2. The Fed is (finally) taking a bold stand
The Fed's move "is a big deal," says Ezra Klein at The Washington Post. The central bank not only made an open-ended commitment to support the labor market, but pledged to keep its benchmark interest rate target, currently at near zero percent, at "extremely low levels" into 2015, up from its previous deadline of 2014. And by opening the money spigot indefinitely, the Fed is declaring that it's "not content with 8 percent unemployment and a sluggish recovery," and is "willing to actually do something about it."
3. And this may not be the Fed's last move
The Fed signaled that it "could deploy heavier artillery," says Agustino Fontevecchia at Forbes, saying that it may "employ other policy tools" if the labor market doesn't improve. "In other words, the Fed isn't out of ammunition, and this could mean increasing the size of the asset purchase program, adding Treasuries to the mix, using communication tools, lowering the interest on excess reserves, or other" strategies the bank "hasn't made public yet."
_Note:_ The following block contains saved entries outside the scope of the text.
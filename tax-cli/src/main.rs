use clap::Parser;
use tracing::debug;

use tax_cli::{app, cli::Cli, logging};

// ─── entry point ─────────────────────────────────────────────────────────────

fn main() -> anyhow::Result<()> {
    let cli = Cli::parse();
    logging::init_logging(cli.log_level.as_deref(), cli.log_file.as_deref())?;

    debug!(command = ?cli.command, "starting");
    let report = app::run(&cli)?;
    print!("{report}");

    Ok(())
}
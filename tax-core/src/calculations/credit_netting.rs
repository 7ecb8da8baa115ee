//! Debit/credit netting for consumption-style taxes.
//!
//! The debit is the rate applied to revenue; the credit is the same rate
//! applied to credit-generating costs. Only the positive difference is
//! payable. Any excess credit is reported as an informational balance.
//!
//! # Example
//!
//! ```
//! use rust_decimal_macros::dec;
//! use tax_core::calculations::CreditNetting;
//!
//! let netted = CreditNetting::new(dec!(0.076))
//!     .with_credits(true)
//!     .net(dec!(100000), dec!(30000));
//!
//! assert_eq!(netted.debit, dec!(7600.00));
//! assert_eq!(netted.credit, dec!(2280.00));
//! assert_eq!(netted.payable, dec!(5320.00));
//! assert_eq!(netted.leftover, dec!(0));
//! ```

use rust_decimal::Decimal;
use serde::{Deserialize, Serialize};

use super::common::{clamp_unit, non_negative, round_half_up};
use crate::TaxLineItem;

/// The netted amounts of one consumption tax.
///
/// At most one of `payable` and `leftover` is positive.
#[derive(Debug, Clone, PartialEq, Eq, Serialize, Deserialize)]
pub struct NettedTax {
    /// Gross amount due on revenue, before credits.
    pub debit: Decimal,
    /// Credit earned on eligible costs (zero when credits are not allowed).
    pub credit: Decimal,
    pub payable: Decimal,
    /// Excess credit carried forward.
    pub leftover: Decimal,
}

impl NettedTax {
    /// Converts the pair into line items: the payable item always, plus a
    /// `"<name> Credit Balance"` item when credit is left over.
    pub fn into_items(
        self,
        name: &str,
        rate: Option<String>,
    ) -> Vec<TaxLineItem> {
        let mut payable = TaxLineItem::on_revenue(name, self.payable);
        payable.rate = rate;

        let mut items = vec![payable];
        if self.leftover > Decimal::ZERO {
            items.push(TaxLineItem::informational(
                format!("{name} Credit Balance"),
                self.leftover,
            ));
        }
        items
    }
}

/// Netting rule for one tax rate.
#[derive(Debug, Clone, Copy, PartialEq, Eq)]
pub struct CreditNetting {
    rate: Decimal,
    credits_allowed: bool,
    scale: Decimal,
}

impl CreditNetting {
    /// A rule with credits disabled and full scale.
    pub fn new(rate: Decimal) -> Self {
        Self {
            rate,
            credits_allowed: false,
            scale: Decimal::ONE,
        }
    }

    pub fn with_credits(
        mut self,
        allowed: bool,
    ) -> Self {
        self.credits_allowed = allowed;
        self
    }

    /// Scales both debit and credit by a blending proportion in `[0, 1]`.
    pub fn scaled(
        mut self,
        proportion: Decimal,
    ) -> Self {
        self.scale = clamp_unit(proportion);
        self
    }

    /// Nets the debit on `revenue_base` against the credit on `credit_base`.
    pub fn net(
        &self,
        revenue_base: Decimal,
        credit_base: Decimal,
    ) -> NettedTax {
        let effective_rate = self.rate * self.scale;
        let debit = round_half_up(non_negative(revenue_base) * effective_rate);

        if !self.credits_allowed {
            return NettedTax {
                debit,
                credit: Decimal::ZERO,
                payable: debit,
                leftover: Decimal::ZERO,
            };
        }

        let credit = round_half_up(credit_base.abs() * effective_rate);
        NettedTax {
            debit,
            credit,
            payable: non_negative(debit - credit),
            leftover: non_negative(credit - debit),
        }
    }
}

#[cfg(test)]
mod tests {
    use pretty_assertions::assert_eq;
    use rust_decimal_macros::dec;

    use super::*;
    use crate::LineCategory;

    #[test]
    fn credits_reduce_payable() {
        let netted = CreditNetting::new(dec!(0.0165))
            .with_credits(true)
            .net(dec!(100000), dec!(30000));

        assert_eq!(netted.debit, dec!(1650.00));
        assert_eq!(netted.credit, dec!(495.00));
        assert_eq!(netted.payable, dec!(1155.00));
        assert_eq!(netted.leftover, dec!(0));
    }

    #[test]
    fn excess_credit_becomes_leftover() {
        let netted = CreditNetting::new(dec!(0.10))
            .with_credits(true)
            .net(dec!(1000), dec!(3000));

        assert_eq!(netted.payable, dec!(0));
        assert_eq!(netted.leftover, dec!(200.00));
    }

    #[test]
    fn credits_disabled_pays_full_debit() {
        let netted = CreditNetting::new(dec!(0.03)).net(dec!(100000), dec!(90000));

        assert_eq!(netted.payable, dec!(3000.00));
        assert_eq!(netted.credit, dec!(0));
        assert_eq!(netted.leftover, dec!(0));
    }

    #[test]
    fn scale_applies_to_debit_and_credit() {
        let netted = CreditNetting::new(dec!(0.177))
            .with_credits(true)
            .scaled(dec!(0.25))
            .net(dec!(100000), dec!(40000));

        assert_eq!(netted.debit, dec!(4425.00));
        assert_eq!(netted.credit, dec!(1770.00));
        assert_eq!(netted.payable, dec!(2655.00));
    }

    #[test]
    fn negative_credit_base_is_normalized() {
        let netted = CreditNetting::new(dec!(0.10))
            .with_credits(true)
            .net(dec!(1000), dec!(-400));

        assert_eq!(netted.credit, dec!(40.00));
        assert_eq!(netted.payable, dec!(60.00));
    }

    #[test]
    fn into_items_emits_balance_only_when_leftover() {
        let with_balance = CreditNetting::new(dec!(0.10))
            .with_credits(true)
            .net(dec!(1000), dec!(3000))
            .into_items("Unified Federal Tax", None);
        let without_balance = CreditNetting::new(dec!(0.10))
            .with_credits(true)
            .net(dec!(3000), dec!(1000))
            .into_items("Unified Federal Tax", Some("10%".to_string()));

        assert_eq!(with_balance.len(), 2);
        assert_eq!(with_balance[1].name, "Unified Federal Tax Credit Balance");
        assert_eq!(with_balance[1].category, LineCategory::Informational);
        assert_eq!(without_balance.len(), 1);
        assert_eq!(without_balance[0].rate.as_deref(), Some("10%"));
    }
}
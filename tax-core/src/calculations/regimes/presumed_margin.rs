use super::RegimeContext;
use super::consumption::revenue_taxes;
use crate::TaxLineItem;
use crate::calculations::{CalculationError, IncomeBase, IncomeTaxCalculator};

/// Revenue taxes for the epoch, then income taxes on the presumed base.
///
/// The presumed base ignores costs and revenue taxes entirely.
pub(super) fn line_items(ctx: &RegimeContext<'_>) -> Result<Vec<TaxLineItem>, CalculationError> {
    let rates = &ctx.config.rates;
    let mut items = revenue_taxes(ctx).items;

    let base = IncomeBase::presumed_margin(
        ctx.request.revenue,
        ctx.request.presumed_margin_percent,
        rates,
    )?;
    items.extend(IncomeTaxCalculator::new(rates).items(&base, ctx.incentive_applies()));

    Ok(items)
}
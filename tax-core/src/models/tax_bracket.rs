use rust_decimal::Decimal;
use serde::{Deserialize, Serialize};
use thiserror::Error;

/// Errors reported by [`BracketTable::validate`].
#[derive(Debug, Error, PartialEq, Eq)]
pub enum BracketTableError {
    #[error("bracket table '{0}' has no brackets")]
    Empty(String),

    #[error("bracket table '{table}' starts at {min} instead of 0")]
    DoesNotStartAtZero { table: String, min: Decimal },

    #[error("bracket {order_index} of table '{table}' has min {min} above max {max}")]
    InvertedRange {
        table: String,
        order_index: u32,
        min: Decimal,
        max: Decimal,
    },

    #[error("bracket {order_index} of table '{table}' repeats or reverses the order index")]
    UnorderedIndex { table: String, order_index: u32 },

    #[error("bracket {order_index} of table '{table}' starts at {min}, previous bracket ends at {previous_max}")]
    NotContiguous {
        table: String,
        order_index: u32,
        min: Decimal,
        previous_max: Decimal,
    },
}

/// One progressive bracket of the bracket regime.
///
/// The range is inclusive on both ends. Adjacent brackets share their
/// boundary value and the lower-index bracket owns it.
#[derive(Debug, Clone, PartialEq, Eq, Serialize, Deserialize)]
pub struct Bracket {
    pub order_index: u32,
    pub min_revenue: Decimal,
    pub max_revenue: Decimal,
    pub nominal_rate: Decimal,
    pub deduction: Decimal,
}

impl Bracket {
    /// Whether `trailing_revenue` falls inside `[min_revenue, max_revenue]`.
    pub fn contains(
        &self,
        trailing_revenue: Decimal,
    ) -> bool {
        trailing_revenue >= self.min_revenue && trailing_revenue <= self.max_revenue
    }
}

/// A named, ordered progressive-bracket table.
#[derive(Debug, Clone, PartialEq, Eq, Serialize, Deserialize)]
pub struct BracketTable {
    pub id: String,
    brackets: Vec<Bracket>,
}

impl BracketTable {
    /// Creates a table, ordering the brackets by `order_index`.
    pub fn new(
        id: impl Into<String>,
        mut brackets: Vec<Bracket>,
    ) -> Self {
        brackets.sort_by_key(|b| b.order_index);
        Self {
            id: id.into(),
            brackets,
        }
    }

    pub fn brackets(&self) -> &[Bracket] {
        &self.brackets
    }

    pub fn first(&self) -> Option<&Bracket> {
        self.brackets.first()
    }

    /// Upper bound of the covered trailing-revenue domain.
    pub fn upper_bound(&self) -> Option<Decimal> {
        self.brackets.last().map(|b| b.max_revenue)
    }

    /// Checks that the brackets cover `[0, upper_bound]` without gaps or
    /// overlaps and that order indices strictly increase.
    pub fn validate(&self) -> Result<(), BracketTableError> {
        let first = self
            .brackets
            .first()
            .ok_or_else(|| BracketTableError::Empty(self.id.clone()))?;

        if first.min_revenue != Decimal::ZERO {
            return Err(BracketTableError::DoesNotStartAtZero {
                table: self.id.clone(),
                min: first.min_revenue,
            });
        }

        let mut previous: Option<&Bracket> = None;
        for bracket in &self.brackets {
            if bracket.min_revenue > bracket.max_revenue {
                return Err(BracketTableError::InvertedRange {
                    table: self.id.clone(),
                    order_index: bracket.order_index,
                    min: bracket.min_revenue,
                    max: bracket.max_revenue,
                });
            }

            if let Some(prev) = previous {
                if bracket.order_index <= prev.order_index {
                    return Err(BracketTableError::UnorderedIndex {
                        table: self.id.clone(),
                        order_index: bracket.order_index,
                    });
                }
                if bracket.min_revenue != prev.max_revenue {
                    return Err(BracketTableError::NotContiguous {
                        table: self.id.clone(),
                        order_index: bracket.order_index,
                        min: bracket.min_revenue,
                        previous_max: prev.max_revenue,
                    });
                }
            }
            previous = Some(bracket);
        }

        Ok(())
    }
}

#[cfg(test)]
mod tests {
    use pretty_assertions::assert_eq;
    use rust_decimal_macros::dec;

    use super::*;

    fn bracket(
        order_index: u32,
        min: Decimal,
        max: Decimal,
    ) -> Bracket {
        Bracket {
            order_index,
            min_revenue: min,
            max_revenue: max,
            nominal_rate: dec!(0.06),
            deduction: dec!(0),
        }
    }

    #[test]
    fn new_orders_brackets_by_index() {
        let table = BracketTable::new(
            "III",
            vec![
                bracket(2, dec!(180000), dec!(360000)),
                bracket(1, dec!(0), dec!(180000)),
            ],
        );

        let indices: Vec<u32> = table.brackets().iter().map(|b| b.order_index).collect();
        assert_eq!(indices, vec![1, 2]);
        assert_eq!(table.upper_bound(), Some(dec!(360000)));
    }

    #[test]
    fn validate_accepts_contiguous_table() {
        let table = BracketTable::new(
            "III",
            vec![
                bracket(1, dec!(0), dec!(180000)),
                bracket(2, dec!(180000), dec!(360000)),
            ],
        );

        assert_eq!(table.validate(), Ok(()));
    }

    #[test]
    fn validate_rejects_empty_table() {
        let table = BracketTable::new("III", vec![]);

        assert_eq!(
            table.validate(),
            Err(BracketTableError::Empty("III".to_string()))
        );
    }

    #[test]
    fn validate_rejects_gap() {
        let table = BracketTable::new(
            "III",
            vec![
                bracket(1, dec!(0), dec!(180000)),
                bracket(2, dec!(200000), dec!(360000)),
            ],
        );

        assert_eq!(
            table.validate(),
            Err(BracketTableError::NotContiguous {
                table: "III".to_string(),
                order_index: 2,
                min: dec!(200000),
                previous_max: dec!(180000),
            })
        );
    }

    #[test]
    fn validate_rejects_nonzero_start() {
        let table = BracketTable::new("III", vec![bracket(1, dec!(10), dec!(180000))]);

        assert!(matches!(
            table.validate(),
            Err(BracketTableError::DoesNotStartAtZero { .. })
        ));
    }

    #[test]
    fn validate_rejects_duplicate_index() {
        let table = BracketTable::new(
            "III",
            vec![
                bracket(1, dec!(0), dec!(180000)),
                bracket(1, dec!(180000), dec!(360000)),
            ],
        );

        assert!(matches!(
            table.validate(),
            Err(BracketTableError::UnorderedIndex { order_index: 1, .. })
        ));
    }

    #[test]
    fn contains_is_inclusive_on_both_ends() {
        let b = bracket(1, dec!(0), dec!(180000));

        assert!(b.contains(dec!(0)));
        assert!(b.contains(dec!(180000)));
        assert!(!b.contains(dec!(180000.01)));
    }
}
use rust_decimal::Decimal;
use thiserror::Error;

/// Reasons a computation degrades to a zero result.
///
/// [`TaxEngine::calculate`](crate::calculations::TaxEngine::calculate)
/// never surfaces these; they are available through
/// [`TaxEngine::try_calculate`](crate::calculations::TaxEngine::try_calculate)
/// for callers that want to explain an empty result.
#[derive(Debug, Error, Clone, PartialEq, Eq)]
pub enum CalculationError {
    #[error("revenue must be positive, got {0}")]
    NonPositiveRevenue(Decimal),

    #[error("no activity classification code provided")]
    MissingClassification,

    #[error("unknown activity classification '{0}'")]
    UnknownClassification(String),

    #[error("bracket table '{0}' not found in reference data")]
    UnknownBracketTable(String),

    #[error("no bracket of table '{table}' covers trailing revenue {trailing_revenue}")]
    NoMatchingBracket {
        table: String,
        trailing_revenue: Decimal,
    },

    /// An amount left the representable decimal range. Carries the name of
    /// the quantity being computed.
    #[error("{0} is out of range")]
    Overflow(&'static str),
}

impl CalculationError {
    /// Whether the error stems from the request itself rather than from a
    /// reference-data miss.
    pub fn is_invalid_input(&self) -> bool {
        matches!(
            self,
            Self::NonPositiveRevenue(_) | Self::MissingClassification | Self::Overflow(_)
        )
    }
}
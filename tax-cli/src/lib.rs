pub mod app;
pub mod cli;
pub mod logging;
pub mod report;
4. The risk of inflation just rose
By flooding the market with more money, the Fed invites the possibility of inflation, as the more dollars there are, the less each dollar is potentially worth. But it seems "the Fed is willing to tolerate somewhat higher inflation later to encourage stronger recovery in the coming months," says Binyamin Applebaum at The New York Times, "something it once insisted was unthinkable but has gradually come to consider a necessity in order to revive the economy."
5. The plan may not work
The Fed has launched bigger rounds of quantitative easing in the past few years, buying more than $2.3 trillion in Treasuries and mortgage securities, and the economy still remains stuck in neutral. Indeed, "the Fed has achieved a narrow set of aims, and Wall Street has enjoyed brief market rallies, but the broader recovery hasn't exactly materialized," says Kevin Roose at New York. However, "with a divided Congress taking no significant steps to stimulate growth, the Fed's easy-money policies are seen by many as the sole antidote for an ailing economy, even if its benefits are limited," says Paul Davidson at USA Today.
6. Republicans hate this
Mitt Romney blasted the Fed, saying the country "should be creating wealth, not printing dollars." Romney also said the latest move was "further confirmation that President Obama's policies have not worked." The stock market, however, jumped on the news, with the Dow Jones climbing more than 200 points in the hours after the Fed's announcement.